* GIVEN ENTRIES
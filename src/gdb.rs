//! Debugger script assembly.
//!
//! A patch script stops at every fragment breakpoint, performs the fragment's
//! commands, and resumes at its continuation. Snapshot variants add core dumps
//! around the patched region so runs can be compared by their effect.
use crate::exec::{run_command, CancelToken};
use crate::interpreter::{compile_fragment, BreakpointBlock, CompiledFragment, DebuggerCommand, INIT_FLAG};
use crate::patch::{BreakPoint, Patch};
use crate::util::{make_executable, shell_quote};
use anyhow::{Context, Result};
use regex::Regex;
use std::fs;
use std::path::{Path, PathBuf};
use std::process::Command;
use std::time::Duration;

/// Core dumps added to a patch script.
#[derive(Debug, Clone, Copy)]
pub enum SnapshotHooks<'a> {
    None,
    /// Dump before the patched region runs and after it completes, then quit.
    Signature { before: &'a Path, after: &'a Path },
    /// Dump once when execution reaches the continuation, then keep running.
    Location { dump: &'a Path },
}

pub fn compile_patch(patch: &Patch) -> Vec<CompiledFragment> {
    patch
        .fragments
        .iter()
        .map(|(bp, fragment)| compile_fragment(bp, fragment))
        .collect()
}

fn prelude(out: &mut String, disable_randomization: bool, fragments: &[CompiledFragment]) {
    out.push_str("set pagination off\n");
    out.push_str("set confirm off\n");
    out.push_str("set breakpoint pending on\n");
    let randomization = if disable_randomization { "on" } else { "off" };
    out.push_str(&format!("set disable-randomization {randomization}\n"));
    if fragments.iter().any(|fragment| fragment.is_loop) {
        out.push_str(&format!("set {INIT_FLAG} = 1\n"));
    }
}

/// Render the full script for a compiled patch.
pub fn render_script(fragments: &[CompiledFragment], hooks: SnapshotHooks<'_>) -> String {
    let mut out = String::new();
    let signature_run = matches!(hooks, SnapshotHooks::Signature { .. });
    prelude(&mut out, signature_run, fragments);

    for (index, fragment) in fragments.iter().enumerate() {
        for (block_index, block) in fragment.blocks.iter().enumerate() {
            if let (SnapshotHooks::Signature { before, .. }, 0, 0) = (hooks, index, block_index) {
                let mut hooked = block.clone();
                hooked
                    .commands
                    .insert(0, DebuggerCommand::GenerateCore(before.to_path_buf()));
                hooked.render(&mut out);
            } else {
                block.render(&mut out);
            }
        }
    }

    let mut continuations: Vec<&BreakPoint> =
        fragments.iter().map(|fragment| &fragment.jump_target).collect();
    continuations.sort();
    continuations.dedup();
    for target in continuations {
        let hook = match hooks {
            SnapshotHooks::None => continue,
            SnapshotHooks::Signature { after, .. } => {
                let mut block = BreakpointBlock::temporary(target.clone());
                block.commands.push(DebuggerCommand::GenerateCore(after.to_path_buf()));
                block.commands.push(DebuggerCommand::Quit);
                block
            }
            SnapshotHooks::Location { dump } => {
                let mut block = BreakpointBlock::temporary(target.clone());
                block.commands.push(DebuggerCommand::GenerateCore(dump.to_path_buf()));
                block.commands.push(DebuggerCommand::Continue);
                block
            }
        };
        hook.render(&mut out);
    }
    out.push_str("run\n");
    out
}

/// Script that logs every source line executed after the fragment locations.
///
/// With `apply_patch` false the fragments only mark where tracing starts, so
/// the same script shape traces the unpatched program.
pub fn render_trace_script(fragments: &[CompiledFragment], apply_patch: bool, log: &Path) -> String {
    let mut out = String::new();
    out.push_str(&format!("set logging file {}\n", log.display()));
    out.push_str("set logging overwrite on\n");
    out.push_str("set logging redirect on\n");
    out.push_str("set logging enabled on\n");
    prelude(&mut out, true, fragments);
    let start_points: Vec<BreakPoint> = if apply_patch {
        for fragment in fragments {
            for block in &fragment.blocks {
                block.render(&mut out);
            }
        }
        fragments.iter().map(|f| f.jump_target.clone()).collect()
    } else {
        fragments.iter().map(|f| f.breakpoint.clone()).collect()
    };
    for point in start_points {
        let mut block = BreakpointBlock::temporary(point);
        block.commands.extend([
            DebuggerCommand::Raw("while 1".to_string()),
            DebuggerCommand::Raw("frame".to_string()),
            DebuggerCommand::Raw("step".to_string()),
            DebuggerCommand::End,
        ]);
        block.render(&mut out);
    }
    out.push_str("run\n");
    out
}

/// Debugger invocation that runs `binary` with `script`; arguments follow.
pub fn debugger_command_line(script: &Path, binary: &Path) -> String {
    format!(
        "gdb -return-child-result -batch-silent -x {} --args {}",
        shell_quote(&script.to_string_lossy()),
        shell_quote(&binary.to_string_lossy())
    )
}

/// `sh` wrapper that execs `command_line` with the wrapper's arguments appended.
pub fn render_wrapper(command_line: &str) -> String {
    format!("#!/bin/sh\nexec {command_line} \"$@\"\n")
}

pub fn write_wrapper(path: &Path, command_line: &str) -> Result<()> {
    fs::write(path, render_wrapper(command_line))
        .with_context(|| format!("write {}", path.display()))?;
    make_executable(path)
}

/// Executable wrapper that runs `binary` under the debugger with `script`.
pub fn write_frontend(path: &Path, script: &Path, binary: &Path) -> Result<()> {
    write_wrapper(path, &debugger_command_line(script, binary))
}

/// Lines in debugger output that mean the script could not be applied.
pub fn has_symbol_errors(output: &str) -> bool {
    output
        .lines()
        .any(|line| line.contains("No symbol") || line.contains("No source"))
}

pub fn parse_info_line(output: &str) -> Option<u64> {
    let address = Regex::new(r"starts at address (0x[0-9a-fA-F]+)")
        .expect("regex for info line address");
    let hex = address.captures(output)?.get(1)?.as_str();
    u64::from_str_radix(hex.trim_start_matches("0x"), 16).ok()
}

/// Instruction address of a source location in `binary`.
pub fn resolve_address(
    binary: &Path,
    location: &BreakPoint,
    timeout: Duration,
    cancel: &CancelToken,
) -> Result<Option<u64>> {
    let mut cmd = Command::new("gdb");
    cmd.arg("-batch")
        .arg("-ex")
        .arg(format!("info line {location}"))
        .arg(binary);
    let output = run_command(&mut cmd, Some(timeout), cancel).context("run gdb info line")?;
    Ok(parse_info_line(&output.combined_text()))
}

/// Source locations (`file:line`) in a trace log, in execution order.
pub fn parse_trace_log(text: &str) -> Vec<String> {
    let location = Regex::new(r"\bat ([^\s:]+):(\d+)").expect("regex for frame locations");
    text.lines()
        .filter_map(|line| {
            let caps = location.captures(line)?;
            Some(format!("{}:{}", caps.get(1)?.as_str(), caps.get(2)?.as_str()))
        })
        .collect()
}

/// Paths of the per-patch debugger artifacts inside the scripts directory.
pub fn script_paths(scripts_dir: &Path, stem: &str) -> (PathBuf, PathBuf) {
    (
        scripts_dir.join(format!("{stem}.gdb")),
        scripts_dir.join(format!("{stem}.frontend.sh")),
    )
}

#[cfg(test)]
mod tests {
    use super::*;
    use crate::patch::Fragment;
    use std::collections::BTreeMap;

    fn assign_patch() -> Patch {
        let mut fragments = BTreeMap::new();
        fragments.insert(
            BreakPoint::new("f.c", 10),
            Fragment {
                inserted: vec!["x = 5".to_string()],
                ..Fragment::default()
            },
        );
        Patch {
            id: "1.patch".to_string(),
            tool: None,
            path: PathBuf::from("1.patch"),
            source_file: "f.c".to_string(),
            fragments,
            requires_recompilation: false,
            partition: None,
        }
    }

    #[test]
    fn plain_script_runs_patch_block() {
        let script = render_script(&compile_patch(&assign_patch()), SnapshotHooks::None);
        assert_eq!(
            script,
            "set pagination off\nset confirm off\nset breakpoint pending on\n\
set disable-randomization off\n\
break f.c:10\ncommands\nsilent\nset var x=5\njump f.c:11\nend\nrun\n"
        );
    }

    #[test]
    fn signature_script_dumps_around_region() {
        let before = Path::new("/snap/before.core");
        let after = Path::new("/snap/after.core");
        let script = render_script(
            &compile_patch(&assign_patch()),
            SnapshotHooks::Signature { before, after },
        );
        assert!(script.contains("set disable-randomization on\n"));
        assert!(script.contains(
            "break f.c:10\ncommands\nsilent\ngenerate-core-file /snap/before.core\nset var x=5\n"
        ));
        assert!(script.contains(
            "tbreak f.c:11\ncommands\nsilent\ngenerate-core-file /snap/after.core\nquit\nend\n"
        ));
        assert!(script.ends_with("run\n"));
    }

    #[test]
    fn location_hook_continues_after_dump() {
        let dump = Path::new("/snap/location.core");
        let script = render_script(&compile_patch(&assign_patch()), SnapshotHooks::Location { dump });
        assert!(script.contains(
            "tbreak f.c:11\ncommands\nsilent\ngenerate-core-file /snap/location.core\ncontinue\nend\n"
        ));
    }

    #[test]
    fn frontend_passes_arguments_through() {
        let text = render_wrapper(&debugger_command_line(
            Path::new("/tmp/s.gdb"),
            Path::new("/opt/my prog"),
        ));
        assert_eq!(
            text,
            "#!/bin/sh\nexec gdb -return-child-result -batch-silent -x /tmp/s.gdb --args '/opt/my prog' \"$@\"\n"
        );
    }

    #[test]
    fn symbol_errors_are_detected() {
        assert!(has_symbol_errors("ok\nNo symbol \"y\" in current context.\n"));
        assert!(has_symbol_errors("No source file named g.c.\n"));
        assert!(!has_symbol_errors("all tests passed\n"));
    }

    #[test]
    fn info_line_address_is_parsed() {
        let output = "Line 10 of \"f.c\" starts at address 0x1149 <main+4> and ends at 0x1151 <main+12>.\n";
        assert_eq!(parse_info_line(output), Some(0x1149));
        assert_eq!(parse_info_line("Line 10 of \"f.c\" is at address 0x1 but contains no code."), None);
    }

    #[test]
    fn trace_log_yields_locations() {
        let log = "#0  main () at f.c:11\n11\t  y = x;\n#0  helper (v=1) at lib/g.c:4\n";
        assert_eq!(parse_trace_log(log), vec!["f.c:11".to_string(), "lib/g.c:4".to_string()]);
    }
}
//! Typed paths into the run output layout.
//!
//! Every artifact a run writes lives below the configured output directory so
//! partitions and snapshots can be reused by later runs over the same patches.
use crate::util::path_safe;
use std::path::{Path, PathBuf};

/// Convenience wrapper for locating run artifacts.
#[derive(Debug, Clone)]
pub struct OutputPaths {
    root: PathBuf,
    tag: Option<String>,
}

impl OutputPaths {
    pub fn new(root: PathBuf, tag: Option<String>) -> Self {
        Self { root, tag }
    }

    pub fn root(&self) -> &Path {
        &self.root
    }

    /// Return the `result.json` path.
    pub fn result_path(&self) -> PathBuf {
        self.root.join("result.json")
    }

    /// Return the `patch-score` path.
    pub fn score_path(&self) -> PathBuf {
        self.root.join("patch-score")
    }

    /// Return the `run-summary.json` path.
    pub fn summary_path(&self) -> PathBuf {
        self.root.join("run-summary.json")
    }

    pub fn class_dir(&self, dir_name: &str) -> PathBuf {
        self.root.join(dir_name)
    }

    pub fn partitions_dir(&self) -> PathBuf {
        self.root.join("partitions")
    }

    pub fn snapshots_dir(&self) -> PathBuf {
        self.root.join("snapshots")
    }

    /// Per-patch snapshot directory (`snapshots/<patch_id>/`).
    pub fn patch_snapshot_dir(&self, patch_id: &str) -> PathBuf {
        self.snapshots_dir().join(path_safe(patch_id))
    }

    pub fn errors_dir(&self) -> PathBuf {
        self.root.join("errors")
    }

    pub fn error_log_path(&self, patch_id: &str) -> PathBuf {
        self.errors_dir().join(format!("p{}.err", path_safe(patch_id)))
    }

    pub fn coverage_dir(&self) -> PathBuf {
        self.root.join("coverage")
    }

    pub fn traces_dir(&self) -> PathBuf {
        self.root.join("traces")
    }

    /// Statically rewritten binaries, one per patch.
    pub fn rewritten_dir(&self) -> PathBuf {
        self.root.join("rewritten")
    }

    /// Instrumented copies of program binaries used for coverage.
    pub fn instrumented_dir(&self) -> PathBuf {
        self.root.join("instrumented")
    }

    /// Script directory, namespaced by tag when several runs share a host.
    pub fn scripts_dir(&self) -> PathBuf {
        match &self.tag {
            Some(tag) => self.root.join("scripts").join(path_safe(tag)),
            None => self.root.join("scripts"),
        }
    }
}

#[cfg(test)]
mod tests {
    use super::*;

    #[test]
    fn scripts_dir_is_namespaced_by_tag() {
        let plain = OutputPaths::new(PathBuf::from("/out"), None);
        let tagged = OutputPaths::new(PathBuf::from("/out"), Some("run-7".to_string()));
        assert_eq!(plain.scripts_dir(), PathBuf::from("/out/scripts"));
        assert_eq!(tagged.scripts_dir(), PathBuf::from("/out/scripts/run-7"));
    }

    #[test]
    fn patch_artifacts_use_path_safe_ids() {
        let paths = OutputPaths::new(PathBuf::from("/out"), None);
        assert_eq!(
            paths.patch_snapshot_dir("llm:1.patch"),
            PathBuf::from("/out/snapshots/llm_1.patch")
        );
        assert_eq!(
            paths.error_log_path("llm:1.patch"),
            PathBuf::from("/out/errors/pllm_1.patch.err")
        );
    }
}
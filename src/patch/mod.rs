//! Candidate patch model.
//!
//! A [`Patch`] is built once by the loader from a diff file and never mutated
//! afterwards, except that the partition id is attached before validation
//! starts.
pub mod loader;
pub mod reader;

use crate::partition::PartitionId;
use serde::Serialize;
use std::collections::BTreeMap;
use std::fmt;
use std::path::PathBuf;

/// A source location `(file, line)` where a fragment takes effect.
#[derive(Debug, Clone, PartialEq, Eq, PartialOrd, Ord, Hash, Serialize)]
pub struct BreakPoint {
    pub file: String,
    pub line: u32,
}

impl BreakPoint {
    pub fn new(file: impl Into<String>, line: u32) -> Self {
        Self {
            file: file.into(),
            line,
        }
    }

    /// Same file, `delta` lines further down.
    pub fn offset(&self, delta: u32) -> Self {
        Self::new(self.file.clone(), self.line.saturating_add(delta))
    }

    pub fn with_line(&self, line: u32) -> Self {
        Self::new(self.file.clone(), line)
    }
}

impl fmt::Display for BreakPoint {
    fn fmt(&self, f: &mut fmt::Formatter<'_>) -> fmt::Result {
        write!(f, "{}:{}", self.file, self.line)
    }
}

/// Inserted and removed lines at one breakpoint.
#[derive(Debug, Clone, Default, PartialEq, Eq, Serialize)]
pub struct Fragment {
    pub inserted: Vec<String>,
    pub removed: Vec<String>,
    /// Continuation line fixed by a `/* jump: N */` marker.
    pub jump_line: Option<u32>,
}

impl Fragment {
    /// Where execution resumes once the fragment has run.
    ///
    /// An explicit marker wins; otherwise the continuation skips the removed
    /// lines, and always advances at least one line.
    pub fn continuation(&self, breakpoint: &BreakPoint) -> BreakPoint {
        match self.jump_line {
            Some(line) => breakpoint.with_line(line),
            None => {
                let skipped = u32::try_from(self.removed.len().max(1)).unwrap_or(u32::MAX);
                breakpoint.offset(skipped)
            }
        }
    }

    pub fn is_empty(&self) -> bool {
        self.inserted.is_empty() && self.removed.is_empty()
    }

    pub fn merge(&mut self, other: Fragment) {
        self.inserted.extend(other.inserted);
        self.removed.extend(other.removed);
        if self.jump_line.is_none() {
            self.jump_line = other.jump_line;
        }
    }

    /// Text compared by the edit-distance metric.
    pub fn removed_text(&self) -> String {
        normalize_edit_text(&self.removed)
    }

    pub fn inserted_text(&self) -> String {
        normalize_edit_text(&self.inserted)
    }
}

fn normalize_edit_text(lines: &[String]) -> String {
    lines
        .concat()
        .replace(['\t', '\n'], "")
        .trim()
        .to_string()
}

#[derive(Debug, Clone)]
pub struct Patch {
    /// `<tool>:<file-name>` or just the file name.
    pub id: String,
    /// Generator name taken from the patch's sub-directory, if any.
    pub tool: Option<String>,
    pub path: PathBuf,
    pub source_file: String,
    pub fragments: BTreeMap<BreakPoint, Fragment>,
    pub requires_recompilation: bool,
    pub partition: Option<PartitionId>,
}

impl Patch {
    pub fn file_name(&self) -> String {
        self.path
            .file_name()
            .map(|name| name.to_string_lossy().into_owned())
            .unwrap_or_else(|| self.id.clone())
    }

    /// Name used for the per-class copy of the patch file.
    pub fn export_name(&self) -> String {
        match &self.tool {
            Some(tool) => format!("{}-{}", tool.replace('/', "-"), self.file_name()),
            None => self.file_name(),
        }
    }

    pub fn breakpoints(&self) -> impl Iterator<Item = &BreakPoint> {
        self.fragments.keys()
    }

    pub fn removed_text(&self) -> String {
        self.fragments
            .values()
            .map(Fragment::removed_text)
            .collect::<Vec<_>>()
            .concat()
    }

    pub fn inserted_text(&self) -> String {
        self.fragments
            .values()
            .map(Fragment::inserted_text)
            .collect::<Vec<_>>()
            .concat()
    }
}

* EXERCISE
Go through the listing above and find each line that contains "caps", then copy it.

* COMPLETED TASK
            let caps = location.captures(line)?;
            Some(format!("{}:{}", caps.get(1)?.as_str(), caps.get(2)?.as_str()))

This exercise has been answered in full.